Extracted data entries
>>>>>
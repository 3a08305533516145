//! Error types for the markdown viewer
//!
//! Provides unified error handling using thiserror.
//!
//! Cache misses are deliberately not represented here: the render cache
//! reports absence as `Option::None` and never raises an error from any of
//! its operations.

use axum::{
    http::StatusCode,
    response::{IntoResponse, Response},
    Json,
};
use serde_json::json;
use thiserror::Error;

// == App Error Enum ==
/// Unified error type for the viewer application.
#[derive(Error, Debug)]
pub enum AppError {
    /// Requested file does not exist
    #[error("File not found: {0}")]
    NotFound(String),

    /// Requested path escapes the served base directory
    #[error("Access denied: {0}")]
    AccessDenied(String),

    /// Invalid request data
    #[error("Invalid request: {0}")]
    InvalidRequest(String),

    /// Invalid construction or startup parameters
    #[error("Invalid configuration: {0}")]
    Config(String),

    /// Underlying filesystem failure
    #[error("I/O error: {0}")]
    Io(#[from] std::io::Error),

    /// Internal server error
    #[error("Internal error: {0}")]
    Internal(String),
}

// == IntoResponse Implementation ==
impl IntoResponse for AppError {
    fn into_response(self) -> Response {
        let status = match &self {
            AppError::NotFound(_) => StatusCode::NOT_FOUND,
            AppError::AccessDenied(_) => StatusCode::FORBIDDEN,
            AppError::InvalidRequest(_) => StatusCode::BAD_REQUEST,
            AppError::Config(_) => StatusCode::INTERNAL_SERVER_ERROR,
            AppError::Io(_) => StatusCode::INTERNAL_SERVER_ERROR,
            AppError::Internal(_) => StatusCode::INTERNAL_SERVER_ERROR,
        };

        let body = Json(json!({
            "error": self.to_string()
        }));

        (status, body).into_response()
    }
}

// == Result Type Alias ==
/// Convenience Result type for the viewer.
pub type Result<T> = std::result::Result<T, AppError>;
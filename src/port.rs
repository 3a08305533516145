//! Port Probing Module
//!
//! Finds a free loopback port for the server when none was configured.

use std::net::TcpListener;

use tracing::{debug, info};

use crate::error::{AppError, Result};

/// Ports tried before falling back to a linear scan.
const PREFERRED_PORTS: &[u16] = &[8000, 8080, 3000, 5000, 9000];

/// Finds an available port for binding.
///
/// The preferred ports are tried first, then `start_port..start_port +
/// max_attempts`. Availability means a loopback bind succeeds right now;
/// the caller should bind promptly afterwards.
pub fn find_available_port(start_port: u16, max_attempts: u16) -> Result<u16> {
    for &port in PREFERRED_PORTS {
        if is_port_available(port) {
            info!(port, "using preferred port");
            return Ok(port);
        }
        debug!(port, "preferred port busy");
    }

    for offset in 0..max_attempts {
        let port = start_port.saturating_add(offset);
        if !PREFERRED_PORTS.contains(&port) && is_port_available(port) {
            info!(port, "found available port");
            return Ok(port);
        }
    }

    Err(AppError::Internal(format!(
        "no available port found in range {}-{}",
        start_port,
        start_port.saturating_add(max_attempts)
    )))
}

/// Checks whether `port` can be bound on the loopback interface.
fn is_port_available(port: u16) -> bool {
    TcpListener::bind(("127.0.0.1", port)).is_ok()
}
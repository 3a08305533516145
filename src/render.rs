//! Markdown Rendering Module
//!
//! Converts markdown to HTML with comrak and layers the render cache in
//! front of the conversion: reads go through the cache keyed by canonical
//! file path and source mtime, and fresh renderings are written back.
//!
//! Cache interaction is fail-open. If the source file's mtime cannot be
//! read, caching is skipped for that call and rendering proceeds from the
//! content the caller supplied.

use std::path::Path;
use std::sync::Arc;
use std::time::UNIX_EPOCH;

use comrak::{markdown_to_html, Options};
use tokio::sync::RwLock;
use tracing::{debug, warn};

use crate::cache::RenderCache;
use crate::error::{AppError, Result};

// == Rendered Page ==
/// Output of a render call.
#[derive(Debug, Clone)]
pub struct RenderedPage {
    /// The HTML rendering
    pub html: String,
    /// Whether the HTML was served from the cache
    pub cached: bool,
}

// == Renderer ==
/// Markdown-to-HTML renderer with read-through/write-through caching.
pub struct Renderer {
    cache: Arc<RwLock<RenderCache>>,
    options: Options<'static>,
}

impl Renderer {
    /// Creates a renderer writing through to `cache`.
    pub fn new(cache: Arc<RwLock<RenderCache>>) -> Self {
        Self {
            cache,
            options: default_options(),
        }
    }

    // == Render ==
    /// Renders markdown `content` to HTML.
    ///
    /// With a `path`, the render cache is consulted first using the file's
    /// current mtime; a hit returns without parsing anything. On a miss the
    /// conversion runs and the result is stored under the path, tagged with
    /// the mtime observed after conversion. The file may change between
    /// those two stats; the entry is then one generation stale and the next
    /// mtime-checked `get` will evict it.
    ///
    /// Without a `path` the conversion always runs and nothing is cached.
    pub async fn render(&self, content: &str, path: Option<&Path>) -> RenderedPage {
        if let Some(path) = path {
            if let Some(mtime) = source_mtime(path) {
                let key = cache_key(path);
                let hit = self.cache.write().await.get(&key, Some(mtime));
                if let Some(html) = hit {
                    debug!(path = %path.display(), "render cache hit");
                    return RenderedPage { html, cached: true };
                }
            }
        }

        let html = markdown_to_html(content, &self.options);

        if let Some(path) = path {
            if let Some(mtime) = source_mtime(path) {
                self.cache
                    .write()
                    .await
                    .set(cache_key(path), html.clone(), mtime, None);
            }
        }

        RenderedPage { html, cached: false }
    }

    // == Render File ==
    /// Reads `path` and renders it, going through the cache.
    ///
    /// A missing file is reported as `AppError::NotFound`; other read
    /// failures surface as I/O errors. Cache trouble never fails a render.
    pub async fn render_file(&self, path: &Path) -> Result<RenderedPage> {
        let content = tokio::fs::read_to_string(path).await.map_err(|err| {
            if err.kind() == std::io::ErrorKind::NotFound {
                AppError::NotFound(path.display().to_string())
            } else {
                AppError::Io(err)
            }
        })?;

        Ok(self.render(&content, Some(path)).await)
    }
}

// == Helpers ==
/// Comrak options for GitHub-style rendering. Raw HTML blocks pass through
/// untouched; this server renders local files for a local reader.
fn default_options() -> Options<'static> {
    let mut options = Options::default();
    let ext = &mut options.extension;
    ext.strikethrough = true;
    ext.table = true;
    ext.autolink = true;
    ext.tasklist = true;
    ext.footnotes = true;
    options.render.github_pre_lang = true;
    options.render.r#unsafe = true;
    options
}

/// Cache key for a source path. Callers pass canonical absolute paths, so
/// the display form is stable per file.
fn cache_key(path: &Path) -> String {
    path.to_string_lossy().into_owned()
}

/// Modification time of `path` as fractional seconds since the epoch, or
/// None when the file cannot be statted (fail-open for caching).
fn source_mtime(path: &Path) -> Option<f64> {
    let mtime = std::fs::metadata(path)
        .and_then(|meta| meta.modified())
        .map_err(|err| {
            warn!(path = %path.display(), %err, "skipping cache, cannot read mtime");
            err
        })
        .ok()?;

    mtime
        .duration_since(UNIX_EPOCH)
        .ok()
        .map(|d| d.as_secs_f64())
}
//! Cache Entry Module
//!
//! Defines a single cached rendering together with the metadata needed for
//! TTL expiry and mtime-based staleness checks.

use std::time::{Duration, Instant};

// == Cache Entry ==
/// A single cached HTML rendering.
///
/// The content is immutable once created; replacing a file's rendering
/// means replacing the whole entry. TTL is fixed at creation and never
/// refreshed on access (this is not a sliding-expiration cache).
#[derive(Debug, Clone)]
pub struct CacheEntry {
    /// Rendered HTML
    content: String,
    /// Creation instant, used for TTL expiry only
    created_at: Instant,
    /// Modification time of the source file when this entry was produced,
    /// in fractional seconds since the Unix epoch
    source_mtime: f64,
    /// Time-to-live, fixed at creation
    ttl: Duration,
    /// Number of successful reads, for reporting only
    access_count: u64,
}

impl CacheEntry {
    // == Constructor ==
    /// Creates a new entry for `content` rendered from a source file whose
    /// modification time was `source_mtime` at render time.
    pub fn new(content: String, source_mtime: f64, ttl: Duration) -> Self {
        Self {
            content,
            created_at: Instant::now(),
            source_mtime,
            ttl,
            access_count: 0,
        }
    }

    // == Is Expired ==
    /// Checks whether the entry has outlived its TTL.
    ///
    /// Boundary condition: an entry is expired only when strictly more than
    /// `ttl` has elapsed since creation; an entry queried with zero elapsed
    /// time is always fresh.
    pub fn is_expired(&self) -> bool {
        self.created_at.elapsed() > self.ttl
    }

    // == Is Stale ==
    /// Checks whether the source file has been modified since this entry
    /// was produced.
    ///
    /// An equal or older mtime is NOT stale; this tolerates filesystems
    /// with coarse mtime resolution and repeated reads of unchanged files.
    pub fn is_stale(&self, current_mtime: f64) -> bool {
        current_mtime > self.source_mtime
    }

    // == Touch ==
    /// Records a successful read. Affects reporting only, never expiry,
    /// staleness, or eviction order.
    pub fn touch(&mut self) {
        self.access_count += 1;
    }

    /// The cached HTML.
    pub fn content(&self) -> &str {
        &self.content
    }

    /// UTF-8 byte length of the cached HTML, as counted against the
    /// cache's memory budget.
    pub fn size_bytes(&self) -> usize {
        self.content.len()
    }

    /// Number of successful reads of this entry.
    pub fn access_count(&self) -> u64 {
        self.access_count
    }

    /// The source mtime recorded at render time.
    pub fn source_mtime(&self) -> f64 {
        self.source_mtime
    }
}

// == Unit Tests ==
#[cfg(test)]
mod tests {
    use super::*;
    use std::thread::sleep;

    #[test]
    fn test_entry_creation() {
        let entry = CacheEntry::new("<p>hi</p>".to_string(), 1000.0, Duration::from_secs(300));

        assert_eq!(entry.content(), "<p>hi</p>");
        assert_eq!(entry.size_bytes(), 9);
        assert_eq!(entry.access_count(), 0);
        assert!(!entry.is_expired());
    }

    #[test]
    fn test_entry_fresh_immediately() {
        let entry = CacheEntry::new("content".to_string(), 1000.0, Duration::from_secs(1));
        assert!(!entry.is_expired());
    }

    #[test]
    fn test_entry_expiration() {
        let entry = CacheEntry::new("content".to_string(), 1000.0, Duration::from_secs(1));

        assert!(!entry.is_expired());

        sleep(Duration::from_millis(1100));

        assert!(entry.is_expired());
    }

    #[test]
    fn test_entry_not_stale_for_equal_mtime() {
        let entry = CacheEntry::new("content".to_string(), 1000.0, Duration::from_secs(300));
        assert!(!entry.is_stale(1000.0));
    }

    #[test]
    fn test_entry_not_stale_for_older_mtime() {
        let entry = CacheEntry::new("content".to_string(), 1000.0, Duration::from_secs(300));
        assert!(!entry.is_stale(999.5));
    }

    #[test]
    fn test_entry_stale_for_newer_mtime() {
        let entry = CacheEntry::new("content".to_string(), 1000.0, Duration::from_secs(300));
        assert!(entry.is_stale(1000.5));
    }

    #[test]
    fn test_entry_touch_increments_access_count() {
        let mut entry = CacheEntry::new("content".to_string(), 1000.0, Duration::from_secs(300));

        assert_eq!(entry.access_count(), 0);

        entry.touch();
        assert_eq!(entry.access_count(), 1);

        entry.touch();
        assert_eq!(entry.access_count(), 2);
    }

    #[test]
    fn test_touch_does_not_affect_expiry_or_staleness() {
        let mut entry = CacheEntry::new("content".to_string(), 1000.0, Duration::from_secs(300));

        entry.touch();

        assert!(!entry.is_expired());
        assert!(!entry.is_stale(1000.0));
        assert!(entry.is_stale(1001.0));
    }

    #[test]
    fn test_size_counts_utf8_bytes() {
        let entry = CacheEntry::new("héllo".to_string(), 0.0, Duration::from_secs(300));
        assert_eq!(entry.size_bytes(), 6);
    }
}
<<<<<
- _What you are asked to do_:
Look through the data above and return each line where the string "means" occurs.

- _Reply_:
/// max_attempts`. Availability means a loopback bind succeeds right now;
/// means replacing the whole entry. TTL is fixed at creation and never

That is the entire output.